--- Data Enclosed Below ---

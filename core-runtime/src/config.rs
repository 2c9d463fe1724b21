//! # Core Configuration Module
//!
//! Builder-based configuration for a scanning session. The builder enforces
//! fail-fast validation: a missing or empty developer token and nonsensical
//! limits are rejected at `build()` time, not at first use.
//!
//! ## Usage
//!
//! ```ignore
//! use core_runtime::config::CoreConfig;
//! use std::sync::Arc;
//!
//! let config = CoreConfig::builder()
//!     .developer_token("eyJ...")
//!     .storefront("de")
//!     .http_client(Arc::new(MyHttpClient))
//!     .build()
//!     .expect("Failed to build config");
//!
//! let session = config.session(Arc::new(MySource))?;
//! ```

use std::sync::Arc;

use bridge_http::HttpClient;
use core_fetch::{ArtworkSession, MediaLibrarySource, SourceKind};
use provider_apple_catalog::CatalogSearchClient;

use crate::error::{Error, Result};

const DEFAULT_STOREFRONT: &str = "us";
const DEFAULT_SEARCH_LIMIT: u32 = 2;
const DEFAULT_MAX_IN_FLIGHT: usize = 4;

/// Validated configuration for one run.
///
/// Use [`CoreConfig::builder`] to construct instances.
#[derive(Clone)]
pub struct CoreConfig {
    /// Developer token sent as a bearer credential on catalog searches
    pub developer_token: String,

    /// Catalog storefront identifier (e.g. "us", "de")
    pub storefront: String,

    /// Result count requested per catalog search
    pub search_limit: u32,

    /// Upper bound on concurrent catalog searches in a batch
    pub max_in_flight: usize,

    /// Which media library backend reads track records
    pub source_kind: SourceKind,

    /// HTTP client used for catalog traffic (injected by the host)
    pub http_client: Option<Arc<dyn HttpClient>>,
}

impl std::fmt::Debug for CoreConfig {
    fn fmt(&self, f: &mut std::fmt::Formatter<'_>) -> std::fmt::Result {
        f.debug_struct("CoreConfig")
            .field("developer_token", &self.developer_token)
            .field("storefront", &self.storefront)
            .field("search_limit", &self.search_limit)
            .field("max_in_flight", &self.max_in_flight)
            .field("source_kind", &self.source_kind)
            .field("http_client", &self.http_client.as_ref().map(|_| "dyn HttpClient"))
            .finish()
    }
}

impl CoreConfig {
    pub fn builder() -> CoreConfigBuilder {
        CoreConfigBuilder::default()
    }

    /// Builds the catalog client from this configuration.
    ///
    /// Fails with [`Error::CapabilityMissing`] when no HTTP client was
    /// injected.
    pub fn catalog_client(&self) -> Result<CatalogSearchClient> {
        let http_client = self
            .http_client
            .clone()
            .ok_or_else(http_client_missing_error)?;

        Ok(
            CatalogSearchClient::new(http_client, self.developer_token.clone())
                .with_storefront(self.storefront.clone())
                .with_search_limit(self.search_limit)
                .with_max_in_flight(self.max_in_flight),
        )
    }

    /// Builds a session over the given library source, wired to the catalog
    /// client this configuration describes.
    pub fn session(&self, source: Arc<dyn MediaLibrarySource>) -> Result<ArtworkSession> {
        let catalog = Arc::new(self.catalog_client()?);
        Ok(ArtworkSession::new(source, catalog))
    }
}

fn http_client_missing_error() -> Error {
    Error::CapabilityMissing {
        capability: "HttpClient".to_string(),
        message: "An HttpClient implementation is required for catalog searches. \
                 Inject one with CoreConfigBuilder::http_client(), e.g. \
                 bridge_http::ReqwestHttpClient on desktop."
            .to_string(),
    }
}

/// Builder for [`CoreConfig`]. Fields not set take documented defaults;
/// `developer_token` has no default and must be provided.
#[derive(Default)]
pub struct CoreConfigBuilder {
    developer_token: Option<String>,
    storefront: Option<String>,
    search_limit: Option<u32>,
    max_in_flight: Option<usize>,
    source_kind: SourceKind,
    http_client: Option<Arc<dyn HttpClient>>,
}

impl CoreConfigBuilder {
    pub fn developer_token(mut self, token: impl Into<String>) -> Self {
        self.developer_token = Some(token.into());
        self
    }

    pub fn storefront(mut self, storefront: impl Into<String>) -> Self {
        self.storefront = Some(storefront.into());
        self
    }

    pub fn search_limit(mut self, limit: u32) -> Self {
        self.search_limit = Some(limit);
        self
    }

    pub fn max_in_flight(mut self, max: usize) -> Self {
        self.max_in_flight = Some(max);
        self
    }

    pub fn source_kind(mut self, kind: SourceKind) -> Self {
        self.source_kind = kind;
        self
    }

    pub fn http_client(mut self, client: Arc<dyn HttpClient>) -> Self {
        self.http_client = Some(client);
        self
    }

    /// Validates and builds the configuration.
    pub fn build(self) -> Result<CoreConfig> {
        let developer_token = self.developer_token.ok_or_else(|| {
            Error::Config(
                "Developer token is required. Use .developer_token() to set it.".to_string(),
            )
        })?;
        if developer_token.trim().is_empty() {
            return Err(Error::Config("Developer token must not be empty.".to_string()));
        }

        let storefront = self
            .storefront
            .unwrap_or_else(|| DEFAULT_STOREFRONT.to_string());
        if storefront.trim().is_empty() {
            return Err(Error::Config("Storefront must not be empty.".to_string()));
        }

        let search_limit = self.search_limit.unwrap_or(DEFAULT_SEARCH_LIMIT);
        if search_limit == 0 {
            return Err(Error::Config("Search limit must be at least 1.".to_string()));
        }

        let max_in_flight = self.max_in_flight.unwrap_or(DEFAULT_MAX_IN_FLIGHT);
        if max_in_flight == 0 {
            return Err(Error::Config(
                "Max in-flight searches must be at least 1.".to_string(),
            ));
        }

        Ok(CoreConfig {
            developer_token,
            storefront,
            search_limit,
            max_in_flight,
            source_kind: self.source_kind,
            http_client: self.http_client,
        })
    }
}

--- End of Enclosed Data ---

Required action:
Would you write the records out again, word for word?

Result of this task:
filename core-runtime/src/config.rs
repository 2c9d463fe1724b21
//! # Core Configuration Module
//!
//! Builder-based configuration for a scanning session. The builder enforces
//! fail-fast validation: a missing or empty developer token and nonsensical
//! limits are rejected at `build()` time, not at first use.
//!
//! ## Usage
//!
//! ```ignore
//! use core_runtime::config::CoreConfig;
//! use std::sync::Arc;
//!
//! let config = CoreConfig::builder()
//!     .developer_token("eyJ...")
//!     .storefront("de")
//!     .http_client(Arc::new(MyHttpClient))
//!     .build()
//!     .expect("Failed to build config");
//!
//! let session = config.session(Arc::new(MySource))?;
//! ```

use std::sync::Arc;

use bridge_http::HttpClient;
use core_fetch::{ArtworkSession, MediaLibrarySource, SourceKind};
use provider_apple_catalog::CatalogSearchClient;

use crate::error::{Error, Result};

const DEFAULT_STOREFRONT: &str = "us";
const DEFAULT_SEARCH_LIMIT: u32 = 2;
const DEFAULT_MAX_IN_FLIGHT: usize = 4;

/// Validated configuration for one run.
///
/// Use [`CoreConfig::builder`] to construct instances.
#[derive(Clone)]
pub struct CoreConfig {
    /// Developer token sent as a bearer credential on catalog searches
    pub developer_token: String,

    /// Catalog storefront identifier (e.g. "us", "de")
    pub storefront: String,

    /// Result count requested per catalog search
    pub search_limit: u32,

    /// Upper bound on concurrent catalog searches in a batch
    pub max_in_flight: usize,

    /// Which media library backend reads track records
    pub source_kind: SourceKind,

    /// HTTP client used for catalog traffic (injected by the host)
    pub http_client: Option<Arc<dyn HttpClient>>,
}

impl std::fmt::Debug for CoreConfig {
    fn fmt(&self, f: &mut std::fmt::Formatter<'_>) -> std::fmt::Result {
        f.debug_struct("CoreConfig")
            .field("developer_token", &self.developer_token)
            .field("storefront", &self.storefront)
            .field("search_limit", &self.search_limit)
            .field("max_in_flight", &self.max_in_flight)
            .field("source_kind", &self.source_kind)
            .field("http_client", &self.http_client.as_ref().map(|_| "dyn HttpClient"))
            .finish()
    }
}

impl CoreConfig {
    pub fn builder() -> CoreConfigBuilder {
        CoreConfigBuilder::default()
    }

    /// Builds the catalog client from this configuration.
    ///
    /// Fails with [`Error::CapabilityMissing`] when no HTTP client was
    /// injected.
    pub fn catalog_client(&self) -> Result<CatalogSearchClient> {
        let http_client = self
            .http_client
            .clone()
            .ok_or_else(http_client_missing_error)?;

        Ok(
            CatalogSearchClient::new(http_client, self.developer_token.clone())
                .with_storefront(self.storefront.clone())
                .with_search_limit(self.search_limit)
                .with_max_in_flight(self.max_in_flight),
        )
    }

    /// Builds a session over the given library source, wired to the catalog
    /// client this configuration describes.
    pub fn session(&self, source: Arc<dyn MediaLibrarySource>) -> Result<ArtworkSession> {
        let catalog = Arc::new(self.catalog_client()?);
        Ok(ArtworkSession::new(source, catalog))
    }
}

fn http_client_missing_error() -> Error {
    Error::CapabilityMissing {
        capability: "HttpClient".to_string(),
        message: "An HttpClient implementation is required for catalog searches. \
                 Inject one with CoreConfigBuilder::http_client(), e.g. \
                 bridge_http::ReqwestHttpClient on desktop."
            .to_string(),
    }
}

/// Builder for [`CoreConfig`]. Fields not set take documented defaults;
/// `developer_token` has no default and must be provided.
#[derive(Default)]
pub struct CoreConfigBuilder {
    developer_token: Option<String>,
    storefront: Option<String>,
    search_limit: Option<u32>,
    max_in_flight: Option<usize>,
    source_kind: SourceKind,
    http_client: Option<Arc<dyn HttpClient>>,
}

impl CoreConfigBuilder {
    pub fn developer_token(mut self, token: impl Into<String>) -> Self {
        self.developer_token = Some(token.into());
        self
    }

    pub fn storefront(mut self, storefront: impl Into<String>) -> Self {
        self.storefront = Some(storefront.into());
        self
    }

    pub fn search_limit(mut self, limit: u32) -> Self {
        self.search_limit = Some(limit);
        self
    }

    pub fn max_in_flight(mut self, max: usize) -> Self {
        self.max_in_flight = Some(max);
        self
    }

    pub fn source_kind(mut self, kind: SourceKind) -> Self {
        self.source_kind = kind;
        self
    }

    pub fn http_client(mut self, client: Arc<dyn HttpClient>) -> Self {
        self.http_client = Some(client);
        self
    }

    /// Validates and builds the configuration.
    pub fn build(self) -> Result<CoreConfig> {
        let developer_token = self.developer_token.ok_or_else(|| {
            Error::Config(
                "Developer token is required. Use .developer_token() to set it.".to_string(),
            )
        })?;
        if developer_token.trim().is_empty() {
            return Err(Error::Config("Developer token must not be empty.".to_string()));
        }

        let storefront = self
            .storefront
            .unwrap_or_else(|| DEFAULT_STOREFRONT.to_string());
        if storefront.trim().is_empty() {
            return Err(Error::Config("Storefront must not be empty.".to_string()));
        }

        let search_limit = self.search_limit.unwrap_or(DEFAULT_SEARCH_LIMIT);
        if search_limit == 0 {
            return Err(Error::Config("Search limit must be at least 1.".to_string()));
        }

        let max_in_flight = self.max_in_flight.unwrap_or(DEFAULT_MAX_IN_FLIGHT);
        if max_in_flight == 0 {
            return Err(Error::Config(
                "Max in-flight searches must be at least 1.".to_string(),
            ));
        }

        Ok(CoreConfig {
            developer_token,
            storefront,
            search_limit,
            max_in_flight,
            source_kind: self.source_kind,
            http_client: self.http_client,
        })
    }
}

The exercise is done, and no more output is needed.